**Task material**.
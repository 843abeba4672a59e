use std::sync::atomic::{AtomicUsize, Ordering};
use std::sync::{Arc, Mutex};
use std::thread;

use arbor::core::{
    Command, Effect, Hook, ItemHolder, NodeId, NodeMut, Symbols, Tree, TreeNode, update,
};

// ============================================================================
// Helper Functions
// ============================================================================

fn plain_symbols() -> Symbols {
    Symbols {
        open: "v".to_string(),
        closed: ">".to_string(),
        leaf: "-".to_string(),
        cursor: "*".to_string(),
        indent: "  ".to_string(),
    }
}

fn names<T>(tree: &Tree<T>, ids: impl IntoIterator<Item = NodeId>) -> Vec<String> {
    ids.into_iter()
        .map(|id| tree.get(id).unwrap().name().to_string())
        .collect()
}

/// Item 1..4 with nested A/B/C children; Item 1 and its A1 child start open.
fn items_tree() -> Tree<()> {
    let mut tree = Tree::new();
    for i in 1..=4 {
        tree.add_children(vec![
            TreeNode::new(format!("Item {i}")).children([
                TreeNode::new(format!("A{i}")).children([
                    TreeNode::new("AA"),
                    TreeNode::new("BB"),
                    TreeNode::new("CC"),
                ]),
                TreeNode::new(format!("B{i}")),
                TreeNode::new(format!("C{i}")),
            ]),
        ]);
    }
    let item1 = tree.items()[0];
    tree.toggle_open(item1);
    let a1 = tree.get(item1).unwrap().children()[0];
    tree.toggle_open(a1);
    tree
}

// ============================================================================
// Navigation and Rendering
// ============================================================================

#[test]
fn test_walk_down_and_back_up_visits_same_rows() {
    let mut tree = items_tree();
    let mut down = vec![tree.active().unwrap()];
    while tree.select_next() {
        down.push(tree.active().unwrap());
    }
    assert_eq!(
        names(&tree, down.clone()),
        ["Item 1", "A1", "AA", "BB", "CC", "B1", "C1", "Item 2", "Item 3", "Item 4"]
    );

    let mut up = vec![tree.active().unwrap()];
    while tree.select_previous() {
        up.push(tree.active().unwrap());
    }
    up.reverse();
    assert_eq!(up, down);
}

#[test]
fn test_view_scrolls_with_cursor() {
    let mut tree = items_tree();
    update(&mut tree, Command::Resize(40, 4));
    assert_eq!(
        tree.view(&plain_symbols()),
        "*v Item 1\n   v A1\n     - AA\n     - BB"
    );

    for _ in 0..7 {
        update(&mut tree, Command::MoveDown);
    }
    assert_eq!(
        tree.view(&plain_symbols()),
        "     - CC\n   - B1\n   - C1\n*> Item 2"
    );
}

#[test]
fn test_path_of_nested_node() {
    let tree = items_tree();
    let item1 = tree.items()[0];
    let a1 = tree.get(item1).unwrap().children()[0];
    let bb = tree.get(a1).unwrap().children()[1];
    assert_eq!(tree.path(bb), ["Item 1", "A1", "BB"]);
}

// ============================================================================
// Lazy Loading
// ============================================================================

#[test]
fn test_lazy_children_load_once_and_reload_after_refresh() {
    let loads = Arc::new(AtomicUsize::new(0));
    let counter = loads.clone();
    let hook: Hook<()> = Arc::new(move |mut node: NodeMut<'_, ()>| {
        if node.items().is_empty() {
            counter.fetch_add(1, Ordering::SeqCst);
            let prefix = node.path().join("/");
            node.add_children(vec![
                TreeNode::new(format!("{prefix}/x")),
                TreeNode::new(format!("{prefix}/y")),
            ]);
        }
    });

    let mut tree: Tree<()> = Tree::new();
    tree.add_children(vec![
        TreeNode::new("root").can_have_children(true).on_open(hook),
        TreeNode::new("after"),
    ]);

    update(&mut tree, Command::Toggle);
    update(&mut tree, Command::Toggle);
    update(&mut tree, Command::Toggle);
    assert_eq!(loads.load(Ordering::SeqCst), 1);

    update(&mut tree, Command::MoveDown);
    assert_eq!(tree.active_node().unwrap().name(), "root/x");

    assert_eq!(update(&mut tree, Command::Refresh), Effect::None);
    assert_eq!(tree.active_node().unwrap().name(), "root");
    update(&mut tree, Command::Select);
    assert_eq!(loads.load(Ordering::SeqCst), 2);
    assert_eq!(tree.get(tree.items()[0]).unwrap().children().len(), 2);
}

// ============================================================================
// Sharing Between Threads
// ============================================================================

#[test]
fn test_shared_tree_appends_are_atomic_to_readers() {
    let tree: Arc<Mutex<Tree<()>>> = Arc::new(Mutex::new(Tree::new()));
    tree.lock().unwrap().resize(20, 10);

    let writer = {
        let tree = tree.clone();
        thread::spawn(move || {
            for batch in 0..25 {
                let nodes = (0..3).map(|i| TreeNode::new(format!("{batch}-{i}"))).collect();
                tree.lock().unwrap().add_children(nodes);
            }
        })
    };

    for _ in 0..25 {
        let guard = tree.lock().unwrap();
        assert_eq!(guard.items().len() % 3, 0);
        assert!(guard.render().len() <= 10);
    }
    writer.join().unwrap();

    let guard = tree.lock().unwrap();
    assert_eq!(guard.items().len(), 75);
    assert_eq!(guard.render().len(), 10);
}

**Problem statement**. Return everything in the records. Keep each line exactly as written.

**Task answer**.
repository 843abeba4672a59e
use std::sync::atomic::{AtomicUsize, Ordering};
use std::sync::{Arc, Mutex};
use std::thread;

use arbor::core::{
    Command, Effect, Hook, ItemHolder, NodeId, NodeMut, Symbols, Tree, TreeNode, update,
};

// ============================================================================
// Helper Functions
// ============================================================================

fn plain_symbols() -> Symbols {
    Symbols {
        open: "v".to_string(),
        closed: ">".to_string(),
        leaf: "-".to_string(),
        cursor: "*".to_string(),
        indent: "  ".to_string(),
    }
}

fn names<T>(tree: &Tree<T>, ids: impl IntoIterator<Item = NodeId>) -> Vec<String> {
    ids.into_iter()
        .map(|id| tree.get(id).unwrap().name().to_string())
        .collect()
}

/// Item 1..4 with nested A/B/C children; Item 1 and its A1 child start open.
fn items_tree() -> Tree<()> {
    let mut tree = Tree::new();
    for i in 1..=4 {
        tree.add_children(vec![
            TreeNode::new(format!("Item {i}")).children([
                TreeNode::new(format!("A{i}")).children([
                    TreeNode::new("AA"),
                    TreeNode::new("BB"),
                    TreeNode::new("CC"),
                ]),
                TreeNode::new(format!("B{i}")),
                TreeNode::new(format!("C{i}")),
            ]),
        ]);
    }
    let item1 = tree.items()[0];
    tree.toggle_open(item1);
    let a1 = tree.get(item1).unwrap().children()[0];
    tree.toggle_open(a1);
    tree
}

// ============================================================================
// Navigation and Rendering
// ============================================================================

#[test]
fn test_walk_down_and_back_up_visits_same_rows() {
    let mut tree = items_tree();
    let mut down = vec![tree.active().unwrap()];
    while tree.select_next() {
        down.push(tree.active().unwrap());
    }
    assert_eq!(
        names(&tree, down.clone()),
        ["Item 1", "A1", "AA", "BB", "CC", "B1", "C1", "Item 2", "Item 3", "Item 4"]
    );

    let mut up = vec![tree.active().unwrap()];
    while tree.select_previous() {
        up.push(tree.active().unwrap());
    }
    up.reverse();
    assert_eq!(up, down);
}

#[test]
fn test_view_scrolls_with_cursor() {
    let mut tree = items_tree();
    update(&mut tree, Command::Resize(40, 4));
    assert_eq!(
        tree.view(&plain_symbols()),
        "*v Item 1\n   v A1\n     - AA\n     - BB"
    );

    for _ in 0..7 {
        update(&mut tree, Command::MoveDown);
    }
    assert_eq!(
        tree.view(&plain_symbols()),
        "     - CC\n   - B1\n   - C1\n*> Item 2"
    );
}

#[test]
fn test_path_of_nested_node() {
    let tree = items_tree();
    let item1 = tree.items()[0];
    let a1 = tree.get(item1).unwrap().children()[0];
    let bb = tree.get(a1).unwrap().children()[1];
    assert_eq!(tree.path(bb), ["Item 1", "A1", "BB"]);
}

// ============================================================================
// Lazy Loading
// ============================================================================

#[test]
fn test_lazy_children_load_once_and_reload_after_refresh() {
    let loads = Arc::new(AtomicUsize::new(0));
    let counter = loads.clone();
    let hook: Hook<()> = Arc::new(move |mut node: NodeMut<'_, ()>| {
        if node.items().is_empty() {
            counter.fetch_add(1, Ordering::SeqCst);
            let prefix = node.path().join("/");
            node.add_children(vec![
                TreeNode::new(format!("{prefix}/x")),
                TreeNode::new(format!("{prefix}/y")),
            ]);
        }
    });

    let mut tree: Tree<()> = Tree::new();
    tree.add_children(vec![
        TreeNode::new("root").can_have_children(true).on_open(hook),
        TreeNode::new("after"),
    ]);

    update(&mut tree, Command::Toggle);
    update(&mut tree, Command::Toggle);
    update(&mut tree, Command::Toggle);
    assert_eq!(loads.load(Ordering::SeqCst), 1);

    update(&mut tree, Command::MoveDown);
    assert_eq!(tree.active_node().unwrap().name(), "root/x");

    assert_eq!(update(&mut tree, Command::Refresh), Effect::None);
    assert_eq!(tree.active_node().unwrap().name(), "root");
    update(&mut tree, Command::Select);
    assert_eq!(loads.load(Ordering::SeqCst), 2);
    assert_eq!(tree.get(tree.items()[0]).unwrap().children().len(), 2);
}

// ============================================================================
// Sharing Between Threads
// ============================================================================

#[test]
fn test_shared_tree_appends_are_atomic_to_readers() {
    let tree: Arc<Mutex<Tree<()>>> = Arc::new(Mutex::new(Tree::new()));
    tree.lock().unwrap().resize(20, 10);

    let writer = {
        let tree = tree.clone();
        thread::spawn(move || {
            for batch in 0..25 {
                let nodes = (0..3).map(|i| TreeNode::new(format!("{batch}-{i}"))).collect();
                tree.lock().unwrap().add_children(nodes);
            }
        })
    };

    for _ in 0..25 {
        let guard = tree.lock().unwrap();
        assert_eq!(guard.items().len() % 3, 0);
        assert!(guard.render().len() <= 10);
    }
    writer.join().unwrap();

    let guard = tree.lock().unwrap();
    assert_eq!(guard.items().len(), 75);
    assert_eq!(guard.render().len(), 10);
}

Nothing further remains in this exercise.